Content marketing is my day job, but movies are a life-long passion, and whenever Cannes was mentioned in conversation, its prestigious film festival was the first thing that came to mind.
But what finally brought me to the iconic city in the south of France was the 2026 Cannes Lions International Festival of Creativity, a five-day event for advertisers and marketers. Put aside the setting – it’s glamourous no matter the circumstances – and you realize that not only are the two annual gatherings a mere month apart, they both revolve around big money, big names, and big ideas.
Or, as the Hollywood Reporter noted, “Cannes Lions Feels More Hollywood Than the Film Festival This Year.”
It’s fair to call 2026 the year of YouTube-to-movie crossovers. Mark “Markiplier” Fischbach’s Iron Lung theatrical release was self-financed and self-distributed. His 39-million-odd online followers helped power the film to a US$50-million box-office haul. The more recent Obsession and Backrooms were financed by larger studios, but they still relied on low budgets and young directors who started their careers on YouTube. Both were massive successes – and the ride’s not over yet.
Walking La Croisette, the waterfront promenade in Cannes, I passed the likes of Flavor Flav and Janelle Monáe. I was 10 feet from Eva Longoria during a fireside chat in an Omnicom activation (thankfully minus the ‘fireside’ part, it was a week of blazing heat). Stagwell Sport Beach, one of the stand-alone outdoor stages, gave me an opportunity to hear from former Lakers star Shaquille O’Neal, Toronto Maple Leaf William Nylander, and tennis legend Maria Sharapova.
What makes this interesting is that the celebrities blended in as part of the experience. They shared the same stages as the marketing experts, they didn’t have visible security details, there were no velvet ropes, egos seemed to be checked at the door.
The creators and influencers dominating marketing campaigns were also in abundance, but ‘traditional’ stars are just as invested in their personal brands and corporate partnerships these days as they are in their professional careers.
Worlds are colliding.
My top takeaway? Creators of all stripes are a dominant force. If ‘trends-come-in-threes’ is your jam, the other two topics that really popped were shifting attitudes toward AI, and achieving brand relevance by tapping into fandom, culture and community.
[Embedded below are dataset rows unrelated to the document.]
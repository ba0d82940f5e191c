//! 投递线程主循环模块
//!
//! 投递线程是分发队列的唯一消费者，也是 `Transport::run_request()` 的唯一调用者。
//! 单消费者保证了传输层上的请求顺序，无需额外加锁。

use crate::metrics::DispatchMetrics;
use crate::queue::{DispatchQueue, Envelope};
use crate::state::{AtomicWorkerState, WorkerState};
use rtmove_protocol::Command;
use rtmove_transport::Transport;
use std::any::Any;
use std::panic::{self, AssertUnwindSafe};
use std::sync::Arc;
use std::sync::atomic::Ordering;
use tracing::{debug, error, trace};

/// 投递线程名称
pub const WORKER_THREAD_NAME: &str = "rt_sender";

/// 单条命令的投递结果
#[derive(Debug, Clone, Copy, PartialEq, Eq)]
pub enum DeliveryOutcome {
    /// 请求成功（结果被丢弃，fire-and-forget）
    Delivered,
    /// 传输层返回错误
    Failed,
    /// 传输层 panic
    Faulted,
}

/// 从 panic 载荷中提取可读信息
fn panic_message(payload: &(dyn Any + Send)) -> &str {
    if let Some(message) = payload.downcast_ref::<&str>() {
        message
    } else if let Some(message) = payload.downcast_ref::<String>() {
        message.as_str()
    } else {
        "unknown panic payload"
    }
}

/// 同步投递一条命令
///
/// 错误和 panic 都只记录日志与指标，不向上传播，也不重试。
pub fn deliver_command<T>(
    transport: &T,
    target_id: &str,
    command: &Command,
    metrics: &DispatchMetrics,
) -> DeliveryOutcome
where
    T: Transport + ?Sized,
{
    let method = command.method();

    // 传输层内部的 panic 视为意外故障：捕获后继续循环
    let result = panic::catch_unwind(AssertUnwindSafe(|| {
        transport.run_request(target_id, method.as_str(), command.payload())
    }));

    match result {
        Ok(Ok(_)) => {
            metrics.commands_delivered.fetch_add(1, Ordering::Relaxed);
            trace!("Delivery worker: {} delivered to {}", method, target_id);
            DeliveryOutcome::Delivered
        },
        Ok(Err(e)) => {
            metrics.transport_errors.fetch_add(1, Ordering::Relaxed);
            error!("rt control err: {} failed for {}: {}", method, target_id, e);
            DeliveryOutcome::Failed
        },
        Err(payload) => {
            metrics.transport_faults.fetch_add(1, Ordering::Relaxed);
            error!(
                "Delivery worker: {} request panicked for {}: {}",
                method,
                target_id,
                panic_message(payload.as_ref())
            );
            DeliveryOutcome::Faulted
        },
    }
}

/// 投递线程主循环
///
/// 1. 检查运行状态，非 Running 则退出
/// 2. 阻塞等待队列中的下一个元素；停止标记则退出
/// 3. 关闭过程中取出的命令直接丢弃（关闭开始后不再发送任何命令）
/// 4. 同步调用传输层；失败只记录，继续下一轮
///
/// 退出时丢弃队列中剩余的命令（计入 `commands_discarded`），再把状态置为 `Stopped`。
///
/// 取出后的状态检查与 `run_request()` 之间仍有一个窄窗口：`close()` 恰好在此时
/// 进入 Stopping，则这一条命令仍会被发送。它是关闭开始后唯一可能发出的请求，
/// 在持锁状态下调用传输层才能消除该窗口，而那样会让 `close()` 等待网络。
///
/// # 参数
/// - `transport`: 传输层（已连接）
/// - `queue`: 分发队列（本线程是唯一消费者）
/// - `state`: 运行状态（由控制器写入 Stopping）
/// - `metrics`: 性能指标
/// - `target_id`: 目标机器人 ID
pub fn delivery_loop<T>(
    transport: Arc<T>,
    queue: Arc<DispatchQueue<Command>>,
    state: Arc<AtomicWorkerState>,
    metrics: Arc<DispatchMetrics>,
    target_id: String,
) where
    T: Transport + ?Sized,
{
    loop {
        // Acquire: 看到 Stopping 时，也能看到关闭流程之前的所有写入
        if !state.get(Ordering::Acquire).is_running() {
            trace!("Delivery worker: state is no longer Running, exiting");
            break;
        }

        let command = match queue.take() {
            Envelope::Command(command) => command,
            Envelope::Stop => {
                trace!("Delivery worker: stop marker received");
                break;
            },
        };

        if !state.get(Ordering::Acquire).is_running() {
            metrics.commands_discarded.fetch_add(1, Ordering::Relaxed);
            debug!(
                "Delivery worker: discarding {} taken during shutdown",
                command.method()
            );
            break;
        }

        deliver_command(transport.as_ref(), &target_id, &command, &metrics);
    }

    let leftover = queue.discard_pending();
    if leftover > 0 {
        metrics.commands_discarded.fetch_add(leftover as u64, Ordering::Relaxed);
        debug!("Delivery worker: discarded {} pending command(s) on exit", leftover);
    }

    state.set(WorkerState::Stopped, Ordering::Release);
    trace!("Delivery worker: loop exited");
}

#[cfg(test)]
mod tests {
    use super::*;
    use rtmove_protocol::{build_move, build_move_cartesian, build_move_cartesian_hard};
    use rtmove_transport::MockTransport;
    use std::thread;
    use std::time::Duration;

    struct Harness {
        mock: MockTransport,
        queue: Arc<DispatchQueue<Command>>,
        state: Arc<AtomicWorkerState>,
        metrics: Arc<DispatchMetrics>,
    }

    impl Harness {
        fn new(capacity: usize) -> Self {
            let mock = MockTransport::new("ws://mock");
            mock.connect().unwrap();
            Self {
                mock,
                queue: Arc::new(DispatchQueue::new(capacity)),
                state: Arc::new(AtomicWorkerState::new(WorkerState::Running)),
                metrics: Arc::new(DispatchMetrics::new()),
            }
        }

        fn spawn(&self) -> thread::JoinHandle<()> {
            let transport = Arc::new(self.mock.clone());
            let queue = self.queue.clone();
            let state = self.state.clone();
            let metrics = self.metrics.clone();
            thread::spawn(move || {
                delivery_loop(transport, queue, state, metrics, "arm-0".to_string())
            })
        }

        fn stop(&self, handle: thread::JoinHandle<()>) {
            self.state.begin_stop();
            self.queue.enqueue_stop_marker();
            handle.join().unwrap();
        }
    }

    #[test]
    fn test_only_latest_command_delivered_before_drain() {
        let harness = Harness::new(1);

        // 线程启动前连续入队：第一条被驱逐
        harness.queue.try_enqueue(build_move_cartesian(&[1.0, 2.0, 3.0]));
        harness.queue.try_enqueue(build_move_cartesian_hard(&[4.0, 5.0, 6.0]));

        let handle = harness.spawn();
        assert!(harness.mock.wait_for_requests(1, Duration::from_secs(1)));
        harness.stop(handle);

        let requests = harness.mock.requests();
        assert_eq!(requests.len(), 1);
        assert_eq!(requests[0].method, "rt-move-cartesian-hard");
        assert_eq!(requests[0].target_id, "arm-0");
        assert_eq!(
            requests[0].payload["destination"],
            serde_json::json!([4.0, 5.0, 6.0])
        );
    }

    #[test]
    fn test_worker_survives_error_and_panic() {
        let harness = Harness::new(1);
        harness.mock.fail_next("joint limit");
        harness.mock.panic_next("socket exploded");

        let handle = harness.spawn();
        for expected in 1..=3 {
            harness.queue.try_enqueue(build_move(&[expected as f64], 0.01));
            assert!(harness.mock.wait_for_requests(expected, Duration::from_secs(1)));
        }
        harness.stop(handle);

        let snapshot = harness.metrics.snapshot();
        assert_eq!(snapshot.transport_errors, 1);
        assert_eq!(snapshot.transport_faults, 1);
        assert_eq!(snapshot.commands_delivered, 1);
        assert!(harness.state.get(Ordering::Acquire).is_stopped());
    }

    #[test]
    fn test_stop_marker_terminates_loop() {
        let harness = Harness::new(1);
        let handle = harness.spawn();

        harness.stop(handle);
        assert_eq!(harness.state.get(Ordering::Acquire), WorkerState::Stopped);
        assert_eq!(harness.mock.request_count(), 0);
    }

    #[test]
    fn test_commands_ahead_of_stop_marker_are_discarded() {
        let harness = Harness::new(3);
        harness.queue.try_enqueue(build_move(&[1.0], 0.1));
        harness.queue.try_enqueue(build_move(&[2.0], 0.1));

        // 关闭先于投递线程启动：队列中的命令不得发送
        harness.state.begin_stop();
        harness.queue.enqueue_stop_marker();

        let handle = harness.spawn();
        handle.join().unwrap();

        assert_eq!(harness.mock.request_count(), 0);
        assert_eq!(harness.metrics.snapshot().commands_discarded, 2);
        assert_eq!(harness.queue.len(), 1);
        assert!(harness.state.get(Ordering::Acquire).is_stopped());
    }

    #[test]
    fn test_command_taken_during_shutdown_is_discarded() {
        let harness = Harness::new(2);
        let handle = harness.spawn();
        thread::sleep(Duration::from_millis(20));

        // 线程阻塞在 take() 中：先进入 Stopping，再放入命令
        harness.state.begin_stop();
        harness.queue.try_enqueue(build_move(&[1.0], 0.1));
        handle.join().unwrap();

        assert_eq!(harness.mock.request_count(), 0);
        assert!(harness.metrics.snapshot().commands_discarded <= 1);
        assert!(harness.state.get(Ordering::Acquire).is_stopped());
    }

    #[test]
    fn test_deliver_command_outcomes() {
        let mock = MockTransport::new("ws://mock");
        mock.connect().unwrap();
        let metrics = DispatchMetrics::new();
        let command = build_move(&[0.0], 0.5);

        assert_eq!(
            deliver_command(&mock, "arm-0", &command, &metrics),
            DeliveryOutcome::Delivered
        );

        mock.fail_next("busy");
        assert_eq!(
            deliver_command(&mock, "arm-0", &command, &metrics),
            DeliveryOutcome::Failed
        );

        mock.panic_next(String::from("owned panic message"));
        assert_eq!(
            deliver_command(&mock, "arm-0", &command, &metrics),
            DeliveryOutcome::Faulted
        );
    }

    #[test]
    fn test_panic_message_extraction() {
        let borrowed: Box<dyn Any + Send> = Box::new("static str");
        assert_eq!(panic_message(borrowed.as_ref()), "static str");

        let owned: Box<dyn Any + Send> = Box::new(String::from("owned"));
        assert_eq!(panic_message(owned.as_ref()), "owned");

        let other: Box<dyn Any + Send> = Box::new(42u32);
        assert_eq!(panic_message(other.as_ref()), "unknown panic payload");
    }
}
Here are some of my favourite individual moments, in no particular order:
- In the Lion of St Mark lifetime-achievement-award seminar with veteran ad executive Susan Credle, she predicted a renaissance for brands, rooted in trust and long-term commitments to strong ideas and values. She seemed to have little patience for ‘fast-and-cheap’ campaigns.
- Why does Longoria work with L’Oreal? “Because I’m worth it” is a mantra for women everywhere, she said. She also mentioned she prefers working with other women “because they get it” and she doesn’t have to “women-splain” to them. She considers diverse storytelling by diverse voices to be the quickest path to innovation for brands.
- Matt Ticehurst of PHD, at a ‘Future Gazers’ panel forecasting trends for the next 18 months, suggested brands test-and-try ways to work effectively with AI agents. The process starts by shifting strategies away from marketing KPIs and toward consumer goals, then training agents to turn your brand ethos into practical purchasing solutions at scale.
- In a similar vein, OpenAI’s vice-president and head of global advertising solutions, David Dugan, said ads on his platform should aim to help users find what they need, which means contextual targeting, not keywords. While advertising on OpenAI is only a few months in, Dugan said from the Omnicom stage that ‘benefits-oriented phrasing’ is performing best for brands so far.
- Teams from The Gathering and Common Interest hosted an intimate discussion related to the Brand Hall of Fame. There was a healthy debate on the merits of MTV as a ‘hall of fame’ brand, given it’s no longer a leading cultural entity. That led to a consensus that balance makes you memorable – or as one attendee put it, “you need to flex into the spaces successful brands play in.” These days, that means creating content discoverable by LLMs.
- Patagonia has always been a unique brand, but it stands out even more in these politically and culturally charged times. In a standing-room-only presentation, Alex Weller, the company’s vice-president of creative, outlined the tension between capitalism and environmentalism. Or maintaining values while making money. As the business grows, its impact expands, but its mistakes are more amplified. The marketing solution? The social-media-driven “Patagonia Fan Mail,” is a series of short films in which high-ranking employees respond directly to online criticisms of company practices. If there’s a problem, the thinking goes, better to just address it honestly and directly.
Sean Stanleigh is director of Globe Content Studio, the content-marketing division of The Globe and Mail.